◆ Activity
Scan the records below, and wherever a line has the word "reqwest", pull it out.

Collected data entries
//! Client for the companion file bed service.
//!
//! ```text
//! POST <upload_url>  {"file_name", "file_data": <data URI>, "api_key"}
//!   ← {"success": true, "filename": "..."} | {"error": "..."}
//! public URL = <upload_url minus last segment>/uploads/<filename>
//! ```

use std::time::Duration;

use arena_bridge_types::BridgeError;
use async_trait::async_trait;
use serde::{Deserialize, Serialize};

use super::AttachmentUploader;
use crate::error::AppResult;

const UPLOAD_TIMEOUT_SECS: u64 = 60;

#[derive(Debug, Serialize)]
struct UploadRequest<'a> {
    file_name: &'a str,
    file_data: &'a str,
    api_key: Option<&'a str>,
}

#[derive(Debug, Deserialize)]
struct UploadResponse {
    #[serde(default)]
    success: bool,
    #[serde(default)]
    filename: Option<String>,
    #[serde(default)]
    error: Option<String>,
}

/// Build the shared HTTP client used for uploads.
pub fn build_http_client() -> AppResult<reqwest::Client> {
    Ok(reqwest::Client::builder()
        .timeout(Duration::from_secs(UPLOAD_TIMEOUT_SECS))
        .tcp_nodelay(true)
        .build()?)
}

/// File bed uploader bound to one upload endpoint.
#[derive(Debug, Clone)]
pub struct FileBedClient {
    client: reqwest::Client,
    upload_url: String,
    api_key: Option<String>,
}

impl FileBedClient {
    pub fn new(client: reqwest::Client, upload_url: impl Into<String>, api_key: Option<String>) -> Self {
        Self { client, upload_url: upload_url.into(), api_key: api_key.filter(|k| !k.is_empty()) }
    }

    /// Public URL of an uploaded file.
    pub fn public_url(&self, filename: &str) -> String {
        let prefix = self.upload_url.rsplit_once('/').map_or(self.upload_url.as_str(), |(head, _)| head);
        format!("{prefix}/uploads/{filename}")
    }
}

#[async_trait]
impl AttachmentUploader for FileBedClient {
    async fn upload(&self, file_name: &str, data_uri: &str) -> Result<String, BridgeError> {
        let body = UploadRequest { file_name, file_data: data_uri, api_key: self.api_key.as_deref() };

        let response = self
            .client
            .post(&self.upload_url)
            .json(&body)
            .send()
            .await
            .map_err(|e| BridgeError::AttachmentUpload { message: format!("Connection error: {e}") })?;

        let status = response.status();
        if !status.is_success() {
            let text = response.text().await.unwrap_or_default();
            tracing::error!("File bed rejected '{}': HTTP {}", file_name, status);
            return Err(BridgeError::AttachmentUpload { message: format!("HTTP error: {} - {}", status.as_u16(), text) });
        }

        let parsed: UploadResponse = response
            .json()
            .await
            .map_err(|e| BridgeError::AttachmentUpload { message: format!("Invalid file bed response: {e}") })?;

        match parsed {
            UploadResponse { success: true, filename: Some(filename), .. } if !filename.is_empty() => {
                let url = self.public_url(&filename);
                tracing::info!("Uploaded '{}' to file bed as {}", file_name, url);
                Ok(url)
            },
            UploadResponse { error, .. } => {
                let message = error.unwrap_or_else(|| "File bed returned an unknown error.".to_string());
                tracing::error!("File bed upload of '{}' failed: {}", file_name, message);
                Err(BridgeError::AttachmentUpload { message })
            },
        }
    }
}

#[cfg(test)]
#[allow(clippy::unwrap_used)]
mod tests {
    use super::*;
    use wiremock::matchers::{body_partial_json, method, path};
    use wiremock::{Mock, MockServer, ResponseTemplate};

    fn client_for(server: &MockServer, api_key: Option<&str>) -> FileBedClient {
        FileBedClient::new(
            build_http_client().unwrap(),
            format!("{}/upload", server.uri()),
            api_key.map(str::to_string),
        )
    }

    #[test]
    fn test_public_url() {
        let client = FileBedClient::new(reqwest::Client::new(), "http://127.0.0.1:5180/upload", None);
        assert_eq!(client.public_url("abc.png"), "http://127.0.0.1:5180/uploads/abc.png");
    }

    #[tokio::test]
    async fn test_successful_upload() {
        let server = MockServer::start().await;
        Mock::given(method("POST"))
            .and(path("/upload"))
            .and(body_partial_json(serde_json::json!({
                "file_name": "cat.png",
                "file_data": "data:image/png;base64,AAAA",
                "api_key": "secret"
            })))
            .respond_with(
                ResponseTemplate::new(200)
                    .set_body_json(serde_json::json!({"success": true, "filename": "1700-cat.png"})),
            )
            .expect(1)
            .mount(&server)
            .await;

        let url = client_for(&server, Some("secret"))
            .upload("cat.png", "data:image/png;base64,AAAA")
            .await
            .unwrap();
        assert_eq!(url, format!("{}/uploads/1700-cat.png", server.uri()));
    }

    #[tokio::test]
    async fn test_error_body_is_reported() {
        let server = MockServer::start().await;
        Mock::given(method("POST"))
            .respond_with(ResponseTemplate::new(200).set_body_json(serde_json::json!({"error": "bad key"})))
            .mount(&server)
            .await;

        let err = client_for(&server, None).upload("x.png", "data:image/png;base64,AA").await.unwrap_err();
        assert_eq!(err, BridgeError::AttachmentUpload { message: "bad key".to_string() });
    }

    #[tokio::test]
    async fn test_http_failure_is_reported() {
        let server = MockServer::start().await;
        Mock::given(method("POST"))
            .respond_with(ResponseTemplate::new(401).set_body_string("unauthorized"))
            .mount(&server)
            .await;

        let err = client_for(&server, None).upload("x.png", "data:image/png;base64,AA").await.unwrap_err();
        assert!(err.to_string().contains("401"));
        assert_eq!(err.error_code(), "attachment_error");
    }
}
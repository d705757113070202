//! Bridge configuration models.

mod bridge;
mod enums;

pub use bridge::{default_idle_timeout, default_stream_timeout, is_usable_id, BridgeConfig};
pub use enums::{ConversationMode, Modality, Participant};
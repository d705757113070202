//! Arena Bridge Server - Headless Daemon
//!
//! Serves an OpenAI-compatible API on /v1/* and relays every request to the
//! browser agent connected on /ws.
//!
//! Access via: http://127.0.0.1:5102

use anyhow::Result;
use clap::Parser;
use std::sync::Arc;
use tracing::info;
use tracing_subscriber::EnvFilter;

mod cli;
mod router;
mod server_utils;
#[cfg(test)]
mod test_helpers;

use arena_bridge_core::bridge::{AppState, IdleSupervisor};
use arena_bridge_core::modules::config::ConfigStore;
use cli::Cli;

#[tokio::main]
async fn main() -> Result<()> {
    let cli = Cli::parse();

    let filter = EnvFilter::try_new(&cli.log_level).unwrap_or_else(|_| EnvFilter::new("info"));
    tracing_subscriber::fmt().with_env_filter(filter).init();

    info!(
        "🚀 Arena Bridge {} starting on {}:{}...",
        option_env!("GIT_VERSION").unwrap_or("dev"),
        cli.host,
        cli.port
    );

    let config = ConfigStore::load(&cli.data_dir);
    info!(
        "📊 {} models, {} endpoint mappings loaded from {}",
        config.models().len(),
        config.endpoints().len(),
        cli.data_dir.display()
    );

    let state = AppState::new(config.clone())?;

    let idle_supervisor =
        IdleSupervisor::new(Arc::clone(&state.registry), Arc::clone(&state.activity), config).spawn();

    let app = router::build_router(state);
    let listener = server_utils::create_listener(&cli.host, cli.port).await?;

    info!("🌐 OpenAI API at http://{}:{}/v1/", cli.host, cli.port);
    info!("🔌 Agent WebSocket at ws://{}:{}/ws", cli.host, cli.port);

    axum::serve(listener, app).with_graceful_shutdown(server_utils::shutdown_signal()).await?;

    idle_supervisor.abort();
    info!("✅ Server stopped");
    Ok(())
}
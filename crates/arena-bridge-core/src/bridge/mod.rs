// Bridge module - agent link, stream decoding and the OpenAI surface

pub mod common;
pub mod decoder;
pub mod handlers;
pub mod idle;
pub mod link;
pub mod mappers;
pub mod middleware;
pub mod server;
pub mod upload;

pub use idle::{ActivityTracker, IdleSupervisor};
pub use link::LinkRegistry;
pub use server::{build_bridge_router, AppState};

◆ Written answer
pub fn build_http_client() -> AppResult<reqwest::Client> {
    Ok(reqwest::Client::builder()
    client: reqwest::Client,
    pub fn new(client: reqwest::Client, upload_url: impl Into<String>, api_key: Option<String>) -> Self {
        let client = FileBedClient::new(reqwest::Client::new(), "http://127.0.0.1:5180/upload", None);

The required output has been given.